Turkish writer Pınar Öğünç finds a new perspective on London by visiting the city’s libraries.

You could walk every inch of a city and never uncover its secrets; these are to be found in the most unexpected of places, and to find them you’ll need a different sort of map altogether. In London, for instance, you might discover the city’s true face in its public libraries.

In London’s libraries, every hour of the day brings a different crowd, each one its own documentary, each story a Ken Loach film in the making. In Chelsea—where property values are among the highest not just in the country but the world—shop windows display goods priced in the hundreds. Walk into its public library, however, and another window opens before you, one that offers an entirely different perspective on the neighborhood. Indeed, this is how many libraries look on the inside, where the patrons include the poor and the increasingly impoverished middle classes; people living in local social housing while they still can; migrants of all ages; homeless people who arrive in worn-out shoes, coats fraying with age, carrying faded plastic bags. Of course, there are also secondary school students who come with their battered exercise books and colored pens and sit across from one another studying, giggling all the while. But they don’t make up the majority of local library-goers. 

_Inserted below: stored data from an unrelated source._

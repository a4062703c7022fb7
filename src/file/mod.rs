//! Raw access to module files.
//!
//! This module abstracts over where the bytes of a module image come from. A [`File`] is
//! backed either by a read-only memory mapping of a file on disk or by an owned buffer,
//! and exposes the same bounds-checked view in both cases.
//!
//! # Key Components
//!
//! - [`crate::file::File`] - The byte source handed to the module image reader
//! - [`crate::file::Backend`] - Trait for different data sources (disk files, memory buffers)
//! - [`crate::file::parser::Parser`] - Cursor used to decode images and CIL
//! - [`crate::file::io`] - Little-endian primitives
//!
//! # Examples
//!
//! ```rust,no_run
//! use ilpatch::File;
//! use std::path::Path;
//!
//! let file = File::from_file(Path::new("Assembly-CSharp.dll"))?;
//! println!("{} bytes, sha1 {}", file.len(), file.sha1_hex());
//! # Ok::<(), ilpatch::Error>(())
//! ```

pub mod io;
pub mod parser;

mod memory;
mod physical;

use std::{
    io::Write,
    path::{Path, PathBuf},
};

use sha1::{Digest, Sha1};
use tempfile::NamedTempFile;

use crate::{
    Error::{OutOfBounds, Persist},
    Result,
};
use memory::Memory;
use physical::Physical;

/// Backend trait for file data sources.
///
/// The trait provides a common interface for accessing module data regardless of whether
/// it's mapped from a file on disk or held in a memory buffer.
pub trait Backend: Send + Sync {
    /// Returns a slice of the data at the given offset and length.
    ///
    /// # Errors
    ///
    /// Returns an error if the requested range is out of bounds.
    fn data_slice(&self, offset: usize, len: usize) -> Result<&[u8]>;

    /// Returns the entire data buffer.
    fn data(&self) -> &[u8];

    /// Returns the total length of the data buffer.
    fn len(&self) -> usize;
}

/// The bytes of one module image plus the path they were loaded from.
pub struct File {
    /// The underlying data source (memory or file).
    data: Box<dyn Backend>,
    /// Where the data came from, if it was loaded from disk.
    origin: Option<PathBuf>,
}

impl File {
    /// Maps the file at `file` read-only.
    ///
    /// # Errors
    ///
    /// Returns [`crate::Error::FileNotFound`] if the path does not exist,
    /// [`crate::Error::FileError`] if it cannot be mapped, or
    /// [`crate::Error::Malformed`] if the file is empty.
    pub fn from_file(file: &Path) -> Result<File> {
        if !file.exists() {
            return Err(crate::Error::FileNotFound(file.to_path_buf()));
        }

        let input = Physical::new(file)?;
        if input.len() == 0 {
            return Err(malformed_error!("File is empty - {}", file.display()));
        }

        Ok(File {
            data: Box::new(input),
            origin: Some(file.to_path_buf()),
        })
    }

    /// Wraps an owned buffer.
    ///
    /// # Errors
    ///
    /// Returns [`crate::Error::Malformed`] if the buffer is empty.
    pub fn from_mem(data: Vec<u8>) -> Result<File> {
        if data.is_empty() {
            return Err(malformed_error!("Provided memory buffer is empty"));
        }

        Ok(File {
            data: Box::new(Memory::new(data)),
            origin: None,
        })
    }

    /// Returns the number of bytes.
    #[must_use]
    pub fn len(&self) -> usize {
        self.data.len()
    }

    /// Returns `true` if there is no data.
    #[must_use]
    pub fn is_empty(&self) -> bool {
        self.data.len() == 0
    }

    /// Returns the complete data.
    #[must_use]
    pub fn data(&self) -> &[u8] {
        self.data.data()
    }

    /// Returns `len` bytes starting at `offset`.
    ///
    /// # Errors
    ///
    /// Returns [`crate::Error::OutOfBounds`] if the range is not inside the data.
    pub fn data_slice(&self, offset: usize, len: usize) -> Result<&[u8]> {
        if offset.checked_add(len).is_none() {
            return Err(OutOfBounds);
        }
        self.data.data_slice(offset, len)
    }

    /// The path this file was mapped from, if any.
    #[must_use]
    pub fn origin(&self) -> Option<&Path> {
        self.origin.as_deref()
    }

    /// Lower-case hexadecimal SHA-1 of the complete data.
    ///
    /// Used to identify which build of a target a patch run saw.
    #[must_use]
    pub fn sha1_hex(&self) -> String {
        sha1_hex(self.data())
    }
}

/// Lower-case hexadecimal SHA-1 of `data`.
#[must_use]
pub fn sha1_hex(data: &[u8]) -> String {
    Sha1::digest(data)
        .iter()
        .map(|byte| format!("{byte:02x}"))
        .collect()
}

/// Replaces the file at `path` with `data`.
///
/// The data is staged in a temporary file next to `path`, flushed to disk and renamed over
/// the destination, so readers see either the old or the new contents and never a partial
/// file. The staging file is removed if anything fails.
///
/// # Errors
///
/// Returns [`crate::Error::FileError`] if the staging file cannot be written and
/// [`crate::Error::Persist`] if it cannot be moved over `path`.
pub fn write_atomic(path: &Path, data: &[u8]) -> Result<()> {
    let directory = match path.parent() {
        Some(parent) if !parent.as_os_str().is_empty() => parent,
        _ => Path::new("."),
    };

    let mut staged = NamedTempFile::new_in(directory)?;
    staged.write_all(data)?;
    staged.as_file().sync_all()?;
    staged.persist(path).map_err(|e| Persist {
        path: path.to_path_buf(),
        source: e.error,
    })?;
    Ok(())
}

#[cfg(test)]
mod tests {
    use super::*;

    #[test]
    fn from_mem() {
        let file = File::from_mem(vec![0x43, 0x49, 0x4C, 0x4D]).unwrap();
        assert_eq!(file.len(), 4);
        assert!(!file.is_empty());
        assert!(file.origin().is_none());
        assert_eq!(file.data_slice(1, 2).unwrap(), &[0x49, 0x4C]);
        assert!(file.data_slice(3, 2).is_err());
    }

    #[test]
    fn from_mem_empty() {
        assert!(File::from_mem(Vec::new()).is_err());
    }

    #[test]
    fn from_file_missing() {
        let result = File::from_file(Path::new("/nonexistent/Assembly-CSharp.dll"));
        assert!(matches!(result, Err(crate::Error::FileNotFound(_))));
    }

    #[test]
    fn write_atomic_replaces_contents() {
        let dir = tempfile::tempdir().unwrap();
        let path = dir.path().join("target.dll");
        std::fs::write(&path, b"old").unwrap();

        write_atomic(&path, b"new contents").unwrap();
        assert_eq!(std::fs::read(&path).unwrap(), b"new contents");
        assert_eq!(std::fs::read_dir(dir.path()).unwrap().count(), 1);
    }

    #[test]
    fn write_atomic_missing_directory() {
        let dir = tempfile::tempdir().unwrap();
        let path = dir.path().join("missing").join("target.dll");

        assert!(write_atomic(&path, b"data").is_err());
        assert!(!path.exists());
    }

    #[test]
    fn sha1_known_vector() {
        assert_eq!(sha1_hex(b"abc"), "a9993e364706816aba3e25717850c26c9cd0d89d");
    }
}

As in all libraries, there is an unseen—but very real—queue for the day’s papers. Who can afford to pay for a paper every day anyway? A woman in her forties carefully reads the finance section, turning the pages slowly. She watches the person reading the weekend magazine; she knows it’s her turn next. In the distance, beyond the library’s walls, cranes are at work on skyscrapers, each floor worth millions, and now she is reading a piece in the finance section detailing the increasing difficulties faced by young people hoping to buy homes in London. She will wait for the weekend magazine, even if it means reading the sports section in the meantime.

If you stumble across a paper with its crossword puzzle still intact, you’ll be hard-pressed to stifle a grin. The crossword is very important. If necessary, one person will pick up from where the other has left off. Dictionaries will be brought down off the shelves, librarians will be repeatedly quizzed over “five across, eight letters” and they will resign themselves to pointing the puzzlers in the direction of a thesaurus. Over time, the librarians have come to learn what resources are of most use when it comes to the crossword.

Different libraries reveal different lives. A waiter who’s just clocked off or municipal workers in overalls dropping in to browse before heading to the pub. At Battersea Park Library, a young mother with her baby in a pram picks out a crime novel. A man in his fifties visits Finsbury Library looking to borrow a new jazz CD for the evening—yes, these people still exist. In South Library, a woman picks out a novel, then notes down a recipe from an East Asian cookbook. At Wimbledon Library, a man who has probably spent a good three quarters of his life in conversation with the bottle, flicks through An Anthology of the Nation’s Most Treasured Nature Poems, his cheeks rosy like a child’s.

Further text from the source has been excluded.